WHAT IS REQUIRED>
The first line of the entries below, the line containing "cannot change while", and every line between them should be repeated exactly, and nothing else.
........
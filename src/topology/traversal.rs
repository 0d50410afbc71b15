//! Lazy traversal iterators over a [`TopoGraph`].
//!
//! Traversals follow both containment and references, so a walk from a solid
//! reaches its edges and vertices. Shared entities (an edge used by two
//! coedges, a vertex used by three edges) are produced once: first seen wins.
//!
//! A traversal borrows the graph immutably, so the graph cannot change while
//! it runs. Iterators are `Clone`; cloning before the first `next` gives an
//! independent restart, and calling [`TopoGraph::traverse`] again always
//! starts fresh.

use std::collections::{HashSet, VecDeque};
use std::iter::FusedIterator;

use crate::topo_error::TopoError;
use crate::topology::entity::TopoEntity;
use crate::topology::graph::TopoGraph;
use crate::topology::id::PersistentId;

/// Visiting order for [`TopoGraph::traverse`].
#[derive(Copy, Clone, Debug, Default, PartialEq, Eq, Hash)]
pub enum TraversalOrder {
    /// Depth-first: an entity, then each child subtree in stored child order.
    #[default]
    PreOrder,
    /// Rank-major: every entity of rank *r* before any entity of rank
    /// *r + 1*, in discovery order within a rank. A loop yields its coedges
    /// in sequence order; a solid yields its shells, then faces, then loops,
    /// then coedges, edges and vertices.
    Canonical,
}

#[derive(Copy, Clone, Debug, PartialEq, Eq)]
enum Dir {
    /// Children and references.
    Down,
    /// Owner and referrers.
    Up,
}

/// Traversal iterator with "first seen wins" semantics.
///
/// Yields `Err(TopoError::DanglingReference)` once, then stops, if it meets an
/// id that is not in the graph.
#[derive(Clone)]
pub struct Traversal<'g> {
    graph: &'g TopoGraph,
    frontier: VecDeque<PersistentId>,
    seen: HashSet<PersistentId>,
    order: TraversalOrder,
    dir: Dir,
    done: bool,
}

impl<'g> Traversal<'g> {
    pub(crate) fn down(graph: &'g TopoGraph, root: PersistentId, order: TraversalOrder) -> Self {
        Self::new(graph, root, order, Dir::Down)
    }

    pub(crate) fn up(graph: &'g TopoGraph, start: PersistentId) -> Self {
        Self::new(graph, start, TraversalOrder::PreOrder, Dir::Up)
    }

    fn new(graph: &'g TopoGraph, root: PersistentId, order: TraversalOrder, dir: Dir) -> Self {
        log::trace!("traversal from {root} ({order:?}, {dir:?})");
        let mut seen = HashSet::new();
        if order == TraversalOrder::Canonical {
            // Breadth-first marks on push; pre-order marks on pop.
            seen.insert(root);
        }
        Self {
            graph,
            frontier: VecDeque::from([root]),
            seen,
            order,
            dir,
            done: false,
        }
    }

    /// The order this traversal visits entities in.
    pub fn order(&self) -> TraversalOrder {
        self.order
    }

    #[inline]
    fn pop(&mut self) -> Option<PersistentId> {
        match self.order {
            TraversalOrder::PreOrder => self.frontier.pop_back(),
            TraversalOrder::Canonical => self.frontier.pop_front(),
        }
    }

    fn push_neighbors(&mut self, entity: &'g TopoEntity) {
        match (self.dir, self.order) {
            (Dir::Down, TraversalOrder::PreOrder) => {
                // Reverse so the first child is popped first.
                for &c in entity.children().iter().rev() {
                    if !self.seen.contains(&c) {
                        self.frontier.push_back(c);
                    }
                }
            }
            (Dir::Down, TraversalOrder::Canonical) => {
                for &c in entity.children() {
                    if self.seen.insert(c) {
                        self.frontier.push_back(c);
                    }
                }
            }
            (Dir::Up, TraversalOrder::PreOrder) => {
                let ups: Vec<_> = entity.uses().collect();
                for u in ups.into_iter().rev() {
                    if !self.seen.contains(&u) {
                        self.frontier.push_back(u);
                    }
                }
            }
            (Dir::Up, TraversalOrder::Canonical) => {
                for u in entity.uses() {
                    if self.seen.insert(u) {
                        self.frontier.push_back(u);
                    }
                }
            }
        }
    }
}

impl<'g> Iterator for Traversal<'g> {
    type Item = Result<&'g TopoEntity, TopoError>;

    fn next(&mut self) -> Option<Self::Item> {
        if self.done {
            return None;
        }
        while let Some(id) = self.pop() {
            if self.order == TraversalOrder::PreOrder && !self.seen.insert(id) {
                continue;
            }
            let Some(entity) = self.graph.get(id) else {
                self.done = true;
                self.frontier.clear();
                return Some(Err(TopoError::DanglingReference(id)));
            };
            self.push_neighbors(entity);
            return Some(Ok(entity));
        }
        self.done = true;
        None
    }

    fn size_hint(&self) -> (usize, Option<usize>) {
        if self.done {
            (0, Some(0))
        } else {
            // Never more than the live entities not yet produced (plus one error).
            (0, Some(self.graph.len() + 1))
        }
    }
}

impl FusedIterator for Traversal<'_> {}
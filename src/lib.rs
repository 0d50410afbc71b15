//! # brep-topo
//!
//! brep-topo is the topology core of a boundary-representation (BREP)
//! geometric modeling kernel. It keeps the hierarchy of connected entities
//! (compound, solid, shell, face, loop, coedge, edge, vertex) in one arena
//! keyed by persistent id, with orientation and geometry bindings on every
//! node.
//!
//! ## Features
//! - Validated edits: every mutation checks its inputs first and leaves the
//!   graph untouched on error
//! - Lazy pre-order and rank-ordered traversals
//! - Shell orientation analysis and repair planning
//! - Persistent ids that are never reissued, plus explicit mark-and-sweep
//! - Single-writer / multi-reader sharing with atomic edit batches
//!
//! ## Invariant checks
//!
//! Debug builds validate the whole graph after every structural edit. Enable
//! the `strict-invariants` or `check-invariants` feature to keep the checks in
//! release builds.
//!
//! ```
//! use brep_topo::prelude::*;
//!
//! # fn main() -> Result<(), TopoError> {
//! let mut g = TopoGraph::new();
//! let a = g.create_vertex(GeometryRef::point(1))?;
//! let b = g.create_vertex(GeometryRef::point(2))?;
//! let e = g.create_edge(GeometryRef::curve(1), a, b)?;
//! assert_eq!(g.ref_count(a)?, 1);
//! assert_eq!(g.children(e)?, &[a, b]);
//! # Ok(())
//! # }
//! ```

pub mod brep;
pub mod debug_invariants;
pub mod topo_error;
pub mod topology;

pub use debug_invariants::DebugInvariants;

/// A convenient prelude to import the most-used traits & types:
pub mod prelude {
    pub use crate::brep::{BRep, GeomCurve, GeomPoint, GeomSurface, GeometryData};
    pub use crate::debug_invariants::DebugInvariants;
    pub use crate::topo_error::TopoError;
    pub use crate::topology::cache::InvalidateCache;
    pub use crate::topology::entity::{TopoEntity, TopoRecord, TopoType};
    pub use crate::topology::geometry::{GeometryKind, GeometryRef};
    pub use crate::topology::graph::{SweepReport, TopoGraph};
    pub use crate::topology::id::PersistentId;
    pub use crate::topology::orientation::Orientation;
    pub use crate::topology::resolver::{
        OrientationPlan, OrientationResolver, OrientationVerdict, ResolverOptions,
    };
    pub use crate::topology::shared::{EditBatch, SharedTopoGraph};
    pub use crate::topology::traversal::TraversalOrder;
}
........
TASK SOLUTION>
filename src/topology/traversal.rs
repository 0d50410afbc71b15
//! Lazy traversal iterators over a [`TopoGraph`].
//!
//! Traversals follow both containment and references, so a walk from a solid
//! reaches its edges and vertices. Shared entities (an edge used by two
//! coedges, a vertex used by three edges) are produced once: first seen wins.
//!
//! A traversal borrows the graph immutably, so the graph cannot change while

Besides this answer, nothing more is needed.